Guerra Ucraina, polemiche sul presidente della commissione Esteri: i motivi

Vito Petrocelli è un esponente del Movimento 5 Stelle, nonché presidente della commissione Esteri del Senato. Su di lui è scoppiata una forte polemica politica. Il motivo? Petrocelli ha votato contro la risoluzione sulle forniture militari a Kiev. Il senatore pentastellato non ha cambiato idea nemmeno dopo l’intervento di questa mattina del presidente del Consiglio, Mario Draghi, in Parlamento. Non ha quindi accettato il documento porta la firma di tutti capigruppo di maggioranza; anche di quello del partito di Giorgia Meloni.

La risoluzione impegna il governo italiano a inviare armi all’Ucraina per consentire al paese “di esercitare il diritto alla legittima difesa”. È passata con 244 voti a favore e 3 astenuti. Tra gli assenti, ci sono anche 11 senatori del M5S: alcuni in congedo o in missione, come il ministro per le Politiche agricole, Stefano Patuanelli, e i sottosegretari Barbara Floridia e Pierpaolo Sileri. Sette gli assenti della Lega, tra i quali Armando Siri.

La poltrona del presidente della commissione Esteri del Senato (5 Stelle) è ora a rischio

In totale disaccordo con l’invio di armi a Kiev, il senatore lucano aveva infatti disertato anche la riunione serale. Una scelta, questa, che potrebbe far saltare la sua presidenza in commissione esteri, commenta qualcuno del suo partito. Quantomeno per motivi di opportunità. Del resto, la vicinanza di Petrocelli alla Russia (e a Putin) non è di certo un mistero. Come testimoniano i numerosi viaggi del senatore verso la Federazione e i frequenti pranzi con Razov, l’ambasciatore russo a Roma. E Petrocelli non ha mai fatto mistero nemmeno della sua simpatia verso i Paesi non allineati come Cina e Venezuela.

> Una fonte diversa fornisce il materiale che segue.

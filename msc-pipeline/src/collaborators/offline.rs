//! File-backed collaborators
//!
//! Input layout under `{data_dir}/input/`:
//! - `tracks.json`: JSON array of tracks
//! - `catalogue.json`: `{ track_identifier: { "external_id", "title" } }`
//! - `stats.json`: `{ external_id: { metric: value } }`

use super::{Resolution, StatsProvider, TrackResolver, TrackSource};
use crate::models::Track;
use anyhow::{anyhow, Context};
use serde::Deserialize;
use std::collections::BTreeMap;
use std::fs;
use std::path::{Path, PathBuf};
use tracing::{debug, info};

/// Catalogue titles containing one of these are treated as false positives
pub const REJECT_KEYWORDS: &[&str] = &["karaoke", "instrumental", "cover"];

/// Metrics with this prefix are only kept when YouTube data is requested
const YOUTUBE_PREFIX: &str = "youtube_";

fn read_json<T: for<'de> Deserialize<'de>>(path: &Path) -> anyhow::Result<T> {
    let content =
        fs::read_to_string(path).with_context(|| format!("reading {}", path.display()))?;
    serde_json::from_str(&content).with_context(|| format!("parsing {}", path.display()))
}

/// Tracks from a JSON array file, filtered to one year
#[derive(Debug, Clone)]
pub struct JsonTrackSource {
    path: PathBuf,
    year: i32,
}

impl JsonTrackSource {
    pub fn new(path: impl Into<PathBuf>, year: i32) -> Self {
        Self {
            path: path.into(),
            year,
        }
    }
}

impl TrackSource for JsonTrackSource {
    fn fetch_tracks(&self) -> anyhow::Result<Vec<Track>> {
        let tracks: Vec<Track> = read_json(&self.path)?;
        let total = tracks.len();
        let selected: Vec<Track> = tracks.into_iter().filter(|t| t.year == self.year).collect();
        info!(
            "Read {} tracks from {} ({} for year {})",
            total,
            self.path.display(),
            selected.len(),
            self.year
        );
        Ok(selected)
    }
}

#[derive(Debug, Clone, Deserialize)]
pub struct CatalogueEntry {
    pub external_id: String,
    #[serde(default)]
    pub title: String,
}

/// Resolves tracks through a local catalogue file
///
/// Tracks that already carry an external id are passed through unchanged.
#[derive(Debug, Clone, Default)]
pub struct CatalogueResolver {
    entries: BTreeMap<String, CatalogueEntry>,
}

impl CatalogueResolver {
    pub fn new(entries: BTreeMap<String, CatalogueEntry>) -> Self {
        Self { entries }
    }

    /// Load the catalogue; a missing file gives an empty catalogue
    pub fn from_file(path: &Path) -> anyhow::Result<Self> {
        if !path.exists() {
            debug!("No catalogue at {}, resolving pass-through only", path.display());
            return Ok(Self::default());
        }
        Ok(Self::new(read_json(path)?))
    }

    pub fn len(&self) -> usize {
        self.entries.len()
    }

    pub fn is_empty(&self) -> bool {
        self.entries.is_empty()
    }
}

fn reject_keyword(title: &str) -> Option<&'static str> {
    let lower = title.to_lowercase();
    REJECT_KEYWORDS.iter().copied().find(|k| lower.contains(k))
}

impl TrackResolver for CatalogueResolver {
    fn resolve(&self, track: &Track) -> anyhow::Result<Resolution> {
        if let Some(external_id) = track.external_id.as_deref().filter(|id| !id.is_empty()) {
            return Ok(Resolution::Found {
                external_id: external_id.to_string(),
                external_title: track
                    .external_title
                    .clone()
                    .unwrap_or_else(|| track.title.clone()),
            });
        }

        let Some(entry) = self.entries.get(&track.identifier()) else {
            return Ok(Resolution::NotFound {
                reason: "No catalogue entry found".to_string(),
            });
        };

        if let Some(keyword) = reject_keyword(&entry.title) {
            return Ok(Resolution::Rejected {
                reason: format!("Contains reject keyword: '{}'", keyword),
                candidate_title: entry.title.clone(),
            });
        }

        Ok(Resolution::Found {
            external_id: entry.external_id.clone(),
            external_title: if entry.title.is_empty() {
                track.title.clone()
            } else {
                entry.title.clone()
            },
        })
    }
}

/// Metrics from a JSON file keyed by external id
#[derive(Debug, Clone, Default)]
pub struct JsonStatsProvider {
    stats: BTreeMap<String, BTreeMap<String, f64>>,
    include_youtube: bool,
}

impl JsonStatsProvider {
    pub fn new(stats: BTreeMap<String, BTreeMap<String, f64>>, include_youtube: bool) -> Self {
        Self {
            stats,
            include_youtube,
        }
    }

    /// Load metrics; a missing file gives a provider with no stats
    pub fn from_file(path: &Path, include_youtube: bool) -> anyhow::Result<Self> {
        if !path.exists() {
            debug!("No stats at {}", path.display());
            return Ok(Self::new(BTreeMap::new(), include_youtube));
        }
        Ok(Self::new(read_json(path)?, include_youtube))
    }
}

impl StatsProvider for JsonStatsProvider {
    fn fetch_stats(&self, external_id: &str) -> anyhow::Result<BTreeMap<String, f64>> {
        let stats = self
            .stats
            .get(external_id)
            .ok_or_else(|| anyhow!("no stats available for {}", external_id))?;

        Ok(stats
            .iter()
            .filter(|(name, _)| self.include_youtube || !name.starts_with(YOUTUBE_PREFIX))
            .map(|(name, value)| (name.clone(), *value))
            .collect())
    }
}
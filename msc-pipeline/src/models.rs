//! Domain models flowing between pipeline stages
//!
//! - `Track`: a candidate item from the track source, optionally resolved
//!   to an external catalogue id by the extraction stage
//! - `TrackWithStats`: a resolved track plus its metrics (enrichment output)
//! - `RankingResults`: scored and ordered tracks (ranking output)

use chrono::{DateTime, Utc};
use serde::{Deserialize, Serialize};
use std::collections::BTreeMap;

/// Stable storage key
///
/// Repositories, checkpoints and the review queue all address items by
/// this key, so it must not change between runs.
pub trait Keyed {
    fn key(&self) -> String;
}

/// Candidate track
#[derive(Debug, Clone, PartialEq, Serialize, Deserialize)]
pub struct Track {
    pub title: String,

    /// Artist names, primary artist first
    pub artists: Vec<String>,

    pub year: i32,

    #[serde(default)]
    pub genres: Vec<String>,

    #[serde(default)]
    pub labels: Vec<String>,

    /// Catalogue id, set once the track has been resolved
    #[serde(default)]
    pub external_id: Option<String>,

    /// Title as the catalogue knows it
    #[serde(default)]
    pub external_title: Option<String>,

    /// Query used for the last lookup, kept for debugging unmatched tracks
    #[serde(default)]
    pub search_query: Option<String>,
}

impl Track {
    pub fn new(title: impl Into<String>, artists: Vec<String>, year: i32) -> Self {
        Self {
            title: title.into(),
            artists,
            year,
            genres: Vec::new(),
            labels: Vec::new(),
            external_id: None,
            external_title: None,
            search_query: None,
        }
    }

    /// First artist, or an empty string when no artist is known
    pub fn primary_artist(&self) -> &str {
        self.artists.first().map(String::as_str).unwrap_or("")
    }

    /// Artists joined by ", "
    pub fn all_artists(&self) -> String {
        self.artists.join(", ")
    }

    /// `{primary_artist}_{title}_{year}`, lower-cased with spaces replaced by `_`
    pub fn identifier(&self) -> String {
        format!(
            "{}_{}_{}",
            normalize(self.primary_artist()),
            normalize(&self.title),
            self.year
        )
    }

    pub fn is_resolved(&self) -> bool {
        self.external_id.as_deref().is_some_and(|id| !id.is_empty())
    }

    /// Short "artist - title" label for log and event messages
    pub fn label(&self) -> String {
        format!("{} - {}", self.primary_artist(), self.title)
    }
}

fn normalize(value: &str) -> String {
    value.to_lowercase().replace(' ', "_")
}

impl Keyed for Track {
    fn key(&self) -> String {
        self.identifier()
    }
}

/// Track with fetched metrics
#[derive(Debug, Clone, PartialEq, Serialize, Deserialize)]
pub struct TrackWithStats {
    pub track: Track,

    /// Metric name to value, e.g. `spotify_streams`
    #[serde(default)]
    pub stats: BTreeMap<String, f64>,
}

impl TrackWithStats {
    pub fn new(track: Track, stats: BTreeMap<String, f64>) -> Self {
        Self { track, stats }
    }

    pub fn identifier(&self) -> String {
        self.track.identifier()
    }

    pub fn stat(&self, name: &str) -> Option<f64> {
        self.stats.get(name).copied()
    }
}

impl Keyed for TrackWithStats {
    fn key(&self) -> String {
        self.identifier()
    }
}

/// One ranked track
#[derive(Debug, Clone, PartialEq, Serialize, Deserialize)]
pub struct RankedTrack {
    /// 1 = highest score
    pub rank: usize,
    pub track_id: String,
    pub artist: String,
    pub title: String,
    pub score: f64,
}

/// Ranking output for one year
#[derive(Debug, Clone, PartialEq, Serialize, Deserialize)]
pub struct RankingResults {
    pub year: i32,
    pub generated_at: DateTime<Utc>,
    /// Sorted by score, highest first
    pub rankings: Vec<RankedTrack>,
}

impl RankingResults {
    pub fn new(year: i32, rankings: Vec<RankedTrack>) -> Self {
        Self {
            year,
            generated_at: msc_common::time::now(),
            rankings,
        }
    }

    pub fn total_tracks(&self) -> usize {
        self.rankings.len()
    }

    pub fn top(&self) -> Option<&RankedTrack> {
        self.rankings.first()
    }
}
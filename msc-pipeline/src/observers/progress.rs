//! Terminal progress bars, one per stage

use indicatif::{MultiProgress, ProgressBar, ProgressDrawTarget, ProgressStyle};
use msc_common::events::{PipelineEvent, PipelineObserver};
use serde_json::Value;
use std::collections::HashMap;

const BAR_TEMPLATE: &str = "[{elapsed_precise}] {bar:40.cyan/blue} {pos}/{len} {msg}";

/// Draws a bar for every stage that announces a `total`
///
/// A bar is created on the stage-started event carrying a `total` in its
/// metadata, advanced by each completed, failed or skipped item and
/// finished when the stage completes.
pub struct ProgressObserver {
    multi: MultiProgress,
    style: ProgressStyle,
    bars: HashMap<String, ProgressBar>,
}

impl ProgressObserver {
    pub fn new() -> Self {
        Self::with_target(ProgressDrawTarget::stderr())
    }

    /// Observer that tracks progress without drawing
    pub fn hidden() -> Self {
        Self::with_target(ProgressDrawTarget::hidden())
    }

    fn with_target(target: ProgressDrawTarget) -> Self {
        let style = ProgressStyle::with_template(BAR_TEMPLATE)
            .map(|s| s.progress_chars("##-"))
            .unwrap_or_else(|_| ProgressStyle::default_bar());
        Self {
            multi: MultiProgress::with_draw_target(target),
            style,
            bars: HashMap::new(),
        }
    }

    /// Current position of a stage's bar
    pub fn position(&self, stage: &str) -> Option<u64> {
        self.bars.get(stage).map(ProgressBar::position)
    }

    /// Length of a stage's bar
    pub fn length(&self, stage: &str) -> Option<u64> {
        self.bars.get(stage).and_then(ProgressBar::length)
    }

    fn advance(&self, event: &PipelineEvent) {
        if let Some(bar) = event.stage_name.as_ref().and_then(|s| self.bars.get(s)) {
            bar.inc(1);
        }
    }

    fn finish_all(&self) {
        for bar in self.bars.values() {
            if !bar.is_finished() {
                bar.finish();
            }
        }
    }
}

impl Default for ProgressObserver {
    fn default() -> Self {
        Self::new()
    }
}

impl PipelineObserver for ProgressObserver {
    fn on_event(&mut self, _event: &PipelineEvent) -> msc_common::Result<()> {
        Ok(())
    }

    fn on_stage_started(&mut self, event: &PipelineEvent) -> msc_common::Result<()> {
        let (Some(stage), Some(total)) = (
            event.stage_name.as_ref(),
            event.meta("total").and_then(Value::as_u64),
        ) else {
            return Ok(());
        };

        let bar = self.multi.add(ProgressBar::new(total));
        bar.set_style(self.style.clone());
        bar.set_message(stage.clone());
        if let Some(previous) = self.bars.insert(stage.clone(), bar) {
            previous.finish_and_clear();
        }
        Ok(())
    }

    fn on_item_completed(&mut self, event: &PipelineEvent) -> msc_common::Result<()> {
        self.advance(event);
        Ok(())
    }

    fn on_item_failed(&mut self, event: &PipelineEvent) -> msc_common::Result<()> {
        self.advance(event);
        Ok(())
    }

    fn on_item_skipped(&mut self, event: &PipelineEvent) -> msc_common::Result<()> {
        self.advance(event);
        Ok(())
    }

    fn on_stage_completed(&mut self, event: &PipelineEvent) -> msc_common::Result<()> {
        if let Some(bar) = event.stage_name.as_ref().and_then(|s| self.bars.get(s)) {
            if let Some(len) = bar.length() {
                bar.set_position(len);
            }
            bar.finish();
        }
        Ok(())
    }

    fn on_pipeline_completed(&mut self, _event: &PipelineEvent) -> msc_common::Result<()> {
        self.finish_all();
        Ok(())
    }

    fn on_pipeline_failed(&mut self, _event: &PipelineEvent) -> msc_common::Result<()> {
        self.finish_all();
        Ok(())
    }
}
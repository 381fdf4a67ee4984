//! Keyed item storage
//!
//! `Repository` is the authoritative store the resume logic checks before
//! trusting a checkpoint. `JsonRepository` keeps items in memory and
//! mirrors them to one JSON array file.

use crate::models::Keyed;
use crate::storage::atomic;
use crate::{PipelineError, Result};
use serde::de::DeserializeOwned;
use serde::Serialize;
use std::collections::HashMap;
use std::fs;
use std::path::{Path, PathBuf};
use tracing::{debug, info, warn};

/// Storage capability consumed by stages
pub trait Repository<T> {
    /// Stored item for `id`, if any
    fn get(&self, id: &str) -> Option<T>;

    /// All stored items, in insertion order
    fn get_all(&self) -> Vec<T>;

    /// Insert or replace one item and persist
    fn add(&mut self, item: T) -> Result<()>;

    /// Insert or replace several items with a single write
    fn save_batch(&mut self, items: &[T]) -> Result<()>;

    /// Remove every item and persist
    fn clear(&mut self) -> Result<()>;

    fn count(&self) -> usize;

    fn exists(&self, id: &str) -> bool {
        self.get(id).is_some()
    }
}

/// JSON array file repository, keyed by `Keyed::key`
#[derive(Debug)]
pub struct JsonRepository<T> {
    path: PathBuf,
    items: Vec<T>,
    index: HashMap<String, usize>,
}

impl<T> JsonRepository<T>
where
    T: Keyed + Clone + Serialize + DeserializeOwned,
{
    /// Open the repository stored at `path`
    ///
    /// A missing file yields an empty repository; so does an unreadable
    /// one (logged). Nothing is written until the first change.
    pub fn open(path: impl Into<PathBuf>) -> Self {
        let path = path.into();
        let mut repo = Self {
            path,
            items: Vec::new(),
            index: HashMap::new(),
        };

        for item in load_items::<T>(&repo.path) {
            repo.upsert(item);
        }
        repo
    }

    pub fn path(&self) -> &Path {
        &self.path
    }

    /// Remove one item; returns false if it was not stored
    pub fn remove(&mut self, id: &str) -> Result<bool> {
        let Some(position) = self.index.remove(id) else {
            return Ok(false);
        };
        self.items.remove(position);
        self.reindex();
        self.persist()?;
        Ok(true)
    }

    fn upsert(&mut self, item: T) {
        let key = item.key();
        match self.index.get(&key) {
            Some(&position) => self.items[position] = item,
            None => {
                self.index.insert(key, self.items.len());
                self.items.push(item);
            }
        }
    }

    fn reindex(&mut self) {
        self.index = self
            .items
            .iter()
            .enumerate()
            .map(|(position, item)| (item.key(), position))
            .collect();
    }

    fn persist(&self) -> Result<()> {
        atomic::write_json(&self.path, &self.items)?;
        debug!("Saved {} items to {}", self.items.len(), self.path.display());
        Ok(())
    }
}

impl<T> Repository<T> for JsonRepository<T>
where
    T: Keyed + Clone + Serialize + DeserializeOwned,
{
    fn get(&self, id: &str) -> Option<T> {
        self.index.get(id).map(|&position| self.items[position].clone())
    }

    fn get_all(&self) -> Vec<T> {
        self.items.clone()
    }

    fn add(&mut self, item: T) -> Result<()> {
        self.upsert(item);
        self.persist()
    }

    fn save_batch(&mut self, items: &[T]) -> Result<()> {
        for item in items {
            self.upsert(item.clone());
        }
        self.persist()
    }

    fn clear(&mut self) -> Result<()> {
        self.items.clear();
        self.index.clear();
        self.persist()
    }

    fn count(&self) -> usize {
        self.items.len()
    }

    fn exists(&self, id: &str) -> bool {
        self.index.contains_key(id)
    }
}

fn load_items<T: DeserializeOwned>(path: &Path) -> Vec<T> {
    if !path.exists() {
        debug!("Repository file does not exist: {}", path.display());
        return Vec::new();
    }

    let parsed = fs::read_to_string(path)
        .map_err(PipelineError::from)
        .and_then(|content| Ok(serde_json::from_str::<Vec<T>>(&content)?));

    match parsed {
        Ok(items) => {
            info!("Loaded {} items from {}", items.len(), path.display());
            items
        }
        Err(e) => {
            warn!("Ignoring unreadable repository {}: {}", path.display(), e);
            Vec::new()
        }
    }
}
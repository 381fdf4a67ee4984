//! Pipeline orchestration
//!
//! An `Orchestrator` owns one run directory under `{data_dir}/runs`:
//!
//! ```text
//! runs/{year}_{run_id}/
//!     checkpoints/{stage}_checkpoint.json
//!     tracks.json
//!     enriched_tracks.json
//!     manual_review.json
//! ```
//!
//! It attaches the standard observers (console, event log, progress,
//! metrics) to itself and to every stage it runs, runs the stages in order
//! and brackets the run with `PIPELINE_*` events.

use crate::collaborators::{Scorer, StatsProvider, TrackResolver, TrackSource};
use crate::models::{RankingResults, Track, TrackWithStats};
use crate::observers::{
    ConsoleObserver, FileObserver, MetricsObserver, PipelineMetrics, ProgressObserver,
};
use crate::pipeline::stages::enrichment::ENRICHMENT_CHECKPOINT;
use crate::pipeline::stages::extraction::EXTRACTION_CHECKPOINT;
use crate::pipeline::stages::{EnrichmentStage, ExtractionStage, RankingStage};
use crate::pipeline::PipelineStage;
use crate::storage::{
    CheckpointManager, CheckpointSummary, JsonRepository, ManualReviewItem, ManualReviewQueue,
    Repository,
};
use crate::Result;
use msc_common::config::Settings;
use msc_common::events::{
    shared, EventType, NotifyPolicy, Observable, PipelineEvent, SharedObserver,
};
use msc_common::time;
use std::fs;
use std::io;
use std::path::{Path, PathBuf};
use std::sync::{Arc, Mutex, PoisonError};
use tracing::{debug, error, info, warn};

/// External services a run depends on
pub struct Collaborators {
    pub source: Box<dyn TrackSource>,
    pub resolver: Box<dyn TrackResolver>,
    pub stats: Box<dyn StatsProvider>,
    pub scorer: Box<dyn Scorer>,
}

/// Which stages a run executes
#[derive(Debug, Clone, Copy, PartialEq, Eq)]
pub struct StageSelection {
    pub extraction: bool,
    pub enrichment: bool,
    pub ranking: bool,
}

impl Default for StageSelection {
    fn default() -> Self {
        Self::all()
    }
}

impl StageSelection {
    pub fn all() -> Self {
        Self {
            extraction: true,
            enrichment: true,
            ranking: true,
        }
    }

    /// Select only the named stages (`extraction`, `enrichment`, `ranking`)
    pub fn only<S: AsRef<str>>(names: &[S]) -> msc_common::Result<Self> {
        let mut selection = Self {
            extraction: false,
            enrichment: false,
            ranking: false,
        };
        for name in names {
            match name.as_ref().trim().to_ascii_lowercase().as_str() {
                "extraction" => selection.extraction = true,
                "enrichment" => selection.enrichment = true,
                "ranking" => selection.ranking = true,
                other => {
                    return Err(msc_common::Error::InvalidInput(format!(
                        "unknown stage '{}' (expected extraction, enrichment or ranking)",
                        other
                    )))
                }
            }
        }
        Ok(selection)
    }
}
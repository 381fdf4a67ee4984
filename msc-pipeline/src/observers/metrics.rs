//! Run counters

use msc_common::events::{PipelineEvent, PipelineObserver};
use serde::Serialize;
use std::collections::BTreeMap;

/// Counters accumulated over a pipeline run
#[derive(Debug, Clone, Default, PartialEq, Serialize)]
pub struct PipelineMetrics {
    pub items_processed: usize,
    pub items_failed: usize,
    pub items_skipped: usize,
    pub stages_completed: usize,
    pub stages_failed: usize,
    /// Count of every event received, keyed by event type
    pub events_by_type: BTreeMap<String, usize>,
}

impl PipelineMetrics {
    /// Percentage of finished items that succeeded; 0 before any item finishes
    pub fn success_rate(&self) -> f64 {
        let finished = self.items_processed + self.items_failed;
        if finished == 0 {
            return 0.0;
        }
        self.items_processed as f64 / finished as f64 * 100.0
    }
}

#[derive(Debug, Default)]
pub struct MetricsObserver {
    metrics: PipelineMetrics,
}

impl MetricsObserver {
    pub fn new() -> Self {
        Self::default()
    }

    /// Snapshot of the counters
    pub fn metrics(&self) -> PipelineMetrics {
        self.metrics.clone()
    }

    pub fn success_rate(&self) -> f64 {
        self.metrics.success_rate()
    }
}

impl PipelineObserver for MetricsObserver {
    fn on_event(&mut self, event: &PipelineEvent) -> msc_common::Result<()> {
        *self
            .metrics
            .events_by_type
            .entry(event.event_type.as_str().to_string())
            .or_insert(0) += 1;
        Ok(())
    }

    fn on_item_completed(&mut self, event: &PipelineEvent) -> msc_common::Result<()> {
        self.metrics.items_processed += 1;
        self.on_event(event)
    }

    fn on_item_failed(&mut self, event: &PipelineEvent) -> msc_common::Result<()> {
        self.metrics.items_failed += 1;
        self.on_event(event)
    }

    fn on_item_skipped(&mut self, event: &PipelineEvent) -> msc_common::Result<()> {
        self.metrics.items_skipped += 1;
        self.on_event(event)
    }

    fn on_stage_completed(&mut self, event: &PipelineEvent) -> msc_common::Result<()> {
        self.metrics.stages_completed += 1;
        self.on_event(event)
    }

    fn on_stage_failed(&mut self, event: &PipelineEvent) -> msc_common::Result<()> {
        self.metrics.stages_failed += 1;
        self.on_event(event)
    }
}

#[cfg(test)]
mod tests {
    use super::*;
    use msc_common::events::{dispatch, EventType};

    fn feed(observer: &mut MetricsObserver, types: &[EventType]) {
        for event_type in types {
            dispatch(observer, &PipelineEvent::new(*event_type)).unwrap();
        }
    }

    #[test]
    fn test_counts_items_and_stages() {
        let mut observer = MetricsObserver::new();
        feed(
            &mut observer,
            &[
                EventType::StageStarted,
                EventType::ItemCompleted,
                EventType::ItemFailed,
                EventType::ItemCompleted,
                EventType::ItemSkipped,
                EventType::StageCompleted,
                EventType::StageFailed,
            ],
        );

        let metrics = observer.metrics();
        assert_eq!(metrics.items_processed, 2);
        assert_eq!(metrics.items_failed, 1);
        assert_eq!(metrics.items_skipped, 1);
        assert_eq!(metrics.stages_completed, 1);
        assert_eq!(metrics.stages_failed, 1);
        assert_eq!(metrics.events_by_type["item_completed"], 2);
        assert_eq!(metrics.events_by_type["stage_started"], 1);
        assert_eq!(metrics.events_by_type.values().sum::<usize>(), 7);
    }

    #[test]
    fn test_success_rate() {
        let mut observer = MetricsObserver::new();
        assert_eq!(observer.success_rate(), 0.0);

        feed(
            &mut observer,
            &[
                EventType::ItemCompleted,
                EventType::ItemCompleted,
                EventType::ItemCompleted,
                EventType::ItemFailed,
                EventType::ItemSkipped,
            ],
        );
        assert!((observer.success_rate() - 75.0).abs() < 1e-9);
    }
}
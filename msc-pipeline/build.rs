//! Stamps the `msc` binary with MSC_GIT_HASH, MSC_BUILD_TIMESTAMP and
//! MSC_BUILD_PROFILE, logged once at startup.

use std::path::Path;
use std::process::Command;

const UNKNOWN: &str = "unknown";

/// Output of a git command run from the crate directory, if it succeeded
fn git(args: &[&str]) -> Option<String> {
    let output = Command::new("git").args(args).output().ok()?;
    if !output.status.success() {
        return None;
    }
    let text = String::from_utf8(output.stdout).ok()?;
    let text = text.trim();
    (!text.is_empty()).then(|| text.to_string())
}

fn main() {
    // Rebuild when the checked-out commit moves
    if let Some(git_dir) = git(&["rev-parse", "--git-dir"]) {
        let head = Path::new(&git_dir).join("HEAD");
        println!("cargo:rerun-if-changed={}", head.display());
        if let Some(reference) = git(&["symbolic-ref", "-q", "HEAD"]) {
            println!("cargo:rerun-if-changed={}", Path::new(&git_dir).join(reference).display());
        }
    }
    println!("cargo:rerun-if-changed=build.rs");

    let hash = git(&["describe", "--always", "--dirty", "--abbrev=8"])
        .unwrap_or_else(|| UNKNOWN.to_string());
    let profile = std::env::var("PROFILE").unwrap_or_else(|_| UNKNOWN.to_string());
    let built_at = chrono::Utc::now().to_rfc3339_opts(chrono::SecondsFormat::Secs, true);

    println!("cargo:rustc-env=MSC_GIT_HASH={}", hash);
    println!("cargo:rustc-env=MSC_BUILD_TIMESTAMP={}", built_at);
    println!("cargo:rustc-env=MSC_BUILD_PROFILE={}", profile);
}
//! Shared helpers for msc-pipeline integration tests

#![allow(dead_code)]

use anyhow::anyhow;
use msc_common::events::{EventType, PipelineEvent, PipelineObserver};
use msc_pipeline::collaborators::{
    Resolution, StatsProvider, TrackResolver, TrackSource, WeightedSumScorer,
};
use msc_pipeline::models::Track;
use msc_pipeline::pipeline::Collaborators;
use std::collections::{BTreeMap, BTreeSet};
use std::sync::{Arc, Mutex};

pub const YEAR: i32 = 2025;

pub fn track(title: &str) -> Track {
    Track::new(title, vec!["Artist".to_string()], YEAR)
}

/// `artist_{title}_2025`
pub fn id(title: &str) -> String {
    track(title).identifier()
}

/// Source returning a fixed list
pub struct VecSource(pub Vec<Track>);

impl TrackSource for VecSource {
    fn fetch_tracks(&self) -> anyhow::Result<Vec<Track>> {
        Ok(self.0.clone())
    }
}

pub struct FailingSource;

impl TrackSource for FailingSource {
    fn fetch_tracks(&self) -> anyhow::Result<Vec<Track>> {
        Err(anyhow!("chart service unreachable"))
    }
}

/// Resolves every track to `ext-{title}` except the titles in `failing`,
/// whose lookup errors
#[derive(Default)]
pub struct StubResolver {
    pub failing: BTreeSet<String>,
    pub calls: Mutex<Vec<String>>,
}

impl StubResolver {
    pub fn failing(titles: &[&str]) -> Self {
        Self {
            failing: titles.iter().map(|t| t.to_string()).collect(),
            calls: Mutex::new(Vec::new()),
        }
    }

    pub fn calls(&self) -> Vec<String> {
        self.calls.lock().unwrap().clone()
    }
}

impl TrackResolver for StubResolver {
    fn resolve(&self, track: &Track) -> anyhow::Result<Resolution> {
        self.calls.lock().unwrap().push(track.title.clone());
        if self.failing.contains(&track.title) {
            return Err(anyhow!("lookup timed out"));
        }
        Ok(Resolution::Found {
            external_id: format!("ext-{}", track.title),
            external_title: track.title.clone(),
        })
    }
}

/// Same stats for every external id; the id's length scales the score
pub struct StubStats;

impl StatsProvider for StubStats {
    fn fetch_stats(&self, external_id: &str) -> anyhow::Result<BTreeMap<String, f64>> {
        let mut stats = BTreeMap::new();
        stats.insert("streams".to_string(), external_id.len() as f64);
        Ok(stats)
    }
}

pub fn collaborators(tracks: Vec<Track>, failing: &[&str]) -> Collaborators {
    Collaborators {
        source: Box::new(VecSource(tracks)),
        resolver: Box::new(StubResolver::failing(failing)),
        stats: Box::new(StubStats),
        scorer: Box::new(WeightedSumScorer::default()),
    }
}

/// Observer recording every event
#[derive(Default)]
pub struct Collector {
    pub events: Vec<PipelineEvent>,
}

impl Collector {
    pub fn types(&self) -> Vec<EventType> {
        self.events.iter().map(|e| e.event_type).collect()
    }

    pub fn count(&self, event_type: EventType) -> usize {
        self.events
            .iter()
            .filter(|e| e.event_type == event_type)
            .count()
    }
}

impl PipelineObserver for Collector {
    fn on_event(&mut self, event: &PipelineEvent) -> msc_common::Result<()> {
        self.events.push(event.clone());
        Ok(())
    }
}

/// Observer failing on every event
pub struct FailingObserver;

impl PipelineObserver for FailingObserver {
    fn on_event(&mut self, _event: &PipelineEvent) -> msc_common::Result<()> {
        Err(msc_common::Error::Observer("sink closed".to_string()))
    }
}

pub fn collector() -> Arc<Mutex<Collector>> {
    msc_common::events::shared(Collector::default())
}

/// Observer failing only on one event type
pub struct FailOn(pub EventType);

impl PipelineObserver for FailOn {
    fn on_event(&mut self, event: &PipelineEvent) -> msc_common::Result<()> {
        if event.event_type == self.0 {
            return Err(msc_common::Error::Observer(format!(
                "rejected {:?}",
                event.event_type
            )));
        }
        Ok(())
    }
}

Sul fronte pentastellato, alle perplessità sulla posizione del gruppo di grillini guidati da Petrocelli, Giuseppe Conte aveva comunque preferito il silenzio, rinviando al mittente la richiesta di lasciare libertà di voto. Per evitare lo strappo di Petrocelli e di altri esponenti del Movimento era stata ventilata l’ipotesi di votare la risoluzione per parti separate.